Ingevolge vuistregel 2 moet een afgeleid belang de derde niet worden tegengeworpen als zijn belang bij een besluit materieel niet parallel loopt met dat van eerst betrokkene.
Ingevolge vuistregel 3 moet een afgeleid belang de derde niet worden tegengeworpen als de betrokkenheid van zijn rechts- of belangenpositie bij het besluit een zelfstandige aanspraak op rechtsbescherming rechtvaardigt.
Ingevolge vuistregel 4 kan een afgeleid belang aan de derde worden tegengeworpen als zijn belang parallel loopt met dat van de eerst betrokkene en zijn belang uitsluitend via een contractuele relaties met die eerst berokken bij het besluit betrokken is.

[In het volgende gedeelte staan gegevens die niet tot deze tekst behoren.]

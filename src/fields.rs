/* Record layout / decoder: the declarative field-descriptor tables that
 * turn raw register blocks (or PI30 ASCII tokens) into a labelled field
 * stream.
 *
 * Every device record is a `Layout` (ordered `FieldSpec`s) plus a
 * `Record` (the decoded values). Publishers never see device structs;
 * they consume the cooked `Field` stream produced by `Record::fields()`,
 * so stdout, HTTP and MQTT all share one decoder. */

use std::borrow::Cow;

use thiserror::Error;
use tracing::warn;

#[derive(Debug, Error)]
pub enum DecodeError {
    #[error("unexpected data length: got {got}, want {want}")]
    LengthMismatch { got: usize, want: usize },

    #[error("field '{0}' has no binary representation")]
    NotBinary(String),

    #[error("field '{field}' at register {addr} not covered by any data block")]
    AddressNotCovered { field: String, addr: u16 },

    #[error("field '{0}' has no register address")]
    MissingAddress(String),

    #[error("error converting value for {field}: '{token}'")]
    BadToken { field: String, token: String },
}

#[derive(Debug, Clone, Copy, PartialEq, Eq)]
pub enum Endianness {
    Big,
    Little,
}

#[derive(Debug, Clone, Copy, PartialEq, Eq)]
pub enum Scalar {
    U8,
    I8,
    U16,
    I16,
    U32,
    I32,
}

impl Scalar {
    pub fn size(self) -> usize {
        match self {
            Scalar::U8 | Scalar::I8 => 1,
            Scalar::U16 | Scalar::I16 => 2,
            Scalar::U32 | Scalar::I32 => 4,
        }
    }
}

#[derive(Debug, Clone, Copy, PartialEq, Eq)]
pub enum FieldKind {
    Scalar(Scalar),
    /* Fixed-width array of scalars; names carry a `%d` placeholder. */
    Array { elem: Scalar, len: usize },
    /* Fixed-width ASCII byte string. */
    Bytes { len: usize },
    /* PI30 token kinds with no packed representation. */
    F32,
    Str,
}

impl FieldKind {
    fn byte_len(&self) -> Option<usize> {
        match self {
            FieldKind::Scalar(s) => Some(s.size()),
            FieldKind::Array { elem, len } => Some(elem.size() * len),
            FieldKind::Bytes { len } => Some(*len),
            FieldKind::F32 | FieldKind::Str => None,
        }
    }
}
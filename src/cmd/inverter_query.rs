/* One-shot inverter queries: PI30 protocol commands, or `RealtimeData`
 * for the Modbus inverter families. */

use std::time::Duration;

use anyhow::{Result, bail};
use clap::Args;
use tracing::warn;

use crate::cmd::{parse_duration, write_record};
use crate::inverters::{self, InverterKind};
use crate::modbus::{Protocol, reader_for};
use crate::pi30;
use crate::transport::{DeviceType, Port, PortOptions};

#[derive(Args, Debug)]
pub struct InverterQueryArgs {
    /// Device addresses used for communication with the inverters.
    #[arg(long = "address", short = 'p', required = true, value_delimiter = ',')]
    pub addresses: Vec<String>,

    /// Commands to send to the inverters.
    #[arg(long, short = 'c', required = true, value_delimiter = ',')]
    pub commands: Vec<String>,

    /// Baud rate.
    #[arg(long, short = 'B', default_value_t = 2400)]
    pub baud_rate: u32,

    /// Per inverter timeout for processing all the commands being sent.
    #[arg(long, short = 't', default_value = "5s", value_parser = parse_duration)]
    pub read_timeout: Duration,

    /// Device type.
    #[arg(long, short = 'T', default_value = "serial")]
    pub device_type: DeviceType,

    /// Inverter family.
    #[arg(long, default_value = "PI30")]
    pub inverter_type: InverterKind,

    /// Wire protocol for the Modbus inverter families.
    #[arg(long, default_value = "auto")]
    pub protocol: Protocol,

    /// Modbus device ID for the Modbus inverter families.
    #[arg(long, default_value_t = 1)]
    pub id: u8,
}

pub async fn run(args: InverterQueryArgs) -> Result<()> {
    let mut errors = Vec::new();
    for address in &args.addresses {
        let opts = PortOptions::new(address, args.device_type, args.baud_rate);
        let port = match Port::open(opts).await {
            Ok(port) => std::sync::Arc::new(port),
            Err(e) => {
                warn!(%address, error = %e, "error opening device");
                errors.push(format!("{address}: {e}"));
                continue;
            }
        };

        let results = match args.inverter_type {
            InverterKind::Pi30 => {
                pi30::run_commands(&port, &args.commands, args.read_timeout).await
            }
            kind => {
                let reader = reader_for(port.clone(), args.protocol, "")?;
                inverters::run_commands(
                    kind,
                    reader.as_ref(),
                    args.id,
                    &args.commands,
                    args.read_timeout,
                )
                .await
            }
        };

        for (command, result) in args.commands.iter().zip(results) {
            match result {
                Ok(record) => {
                    println!("Device: {address}, Command: {command}\n{}", "=".repeat(40));
                    let mut stdout = std::io::stdout();
                    write_record(&mut stdout, &record);
                }
                Err(e) => {
                    warn!(%address, %command, error = %e, "error running command");
                    errors.push(format!("{address} {command}: {e}"));
                }
            }
        }
        port.close().await;
    }

    if !errors.is_empty() {
        bail!("{}", errors.join("\n"));
    }
    Ok(())
}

3.3.1.De Wbr-vergunning is vergund aan [vergunninghouder] De (gebruiks)rechten die [vergunninghouder] heeft uit hoofde van onder meer deze vergunning mogen door [eiseres] worden uitgevoerd op basis van haar huurovereenkomst met [vergunninghouder] De vergunning is nadien niet op naam gezet van [eiseres] . Zonder de overeenkomst met [vergunninghouder] zou [eiseres] geen enkel belang hebben bij de Wbr-vergunning of andere daarop betrekking hebbende rechten. De later aan [eiseres] verleende vergunningen voor het ‘omkleuren’ van het tankstation en het ‘keuren’ van brandstoftanks maken dit niet anders, omdat dit gaat om materieel uitgewerkte vergunningen en [eiseres] niet heeft onderbouwd dat die vergunningen alleen kunnen worden verstrekt aan de houder van de Wbr-vergunning. Uit de ‘omkleur’ en ‘keur’ vergunning blijkt ook niet dat de Wbr vergunning van [vergunninghouder] is ingetrokken of van naam is gewijzigd. Dat het voor een ieder duidelijk was dat [vergunninghouder] de Wbr-vergunninghouder was blijkt ook wel uit de verklaring van [eiseres] ter zitting dat zij weliswaar aan verweerder opgave doet van het aantal afgenomen liters brandstof, maar dat verweerder daarover vervolgens afrekent met [vergunninghouder] en niet met [eiseres] . Dat [eiseres] , zoals zij stelt, ook zonder het contract met [vergunninghouder] nog gebruik maakt van het brandstofpunt maakt dat niet ook niet anders. [eiseres] gebruikt het terrein op dit moment nog wel, maar niet op grond van de ingetrokken Wbr-vergunning en evenmin op grond van een huurovereenkomst met [vergunninghouder] De omstandigheid dat een niet-belanghebbende zich niet neerlegt bij een besluit, maakt haar niet alsnog belanghebbend, maar vormt slechts reden voor handhaving. Op grond van vuistregel 4 leidt het voorgaande tot de conclusie dat sprake is van een afgeleid belang.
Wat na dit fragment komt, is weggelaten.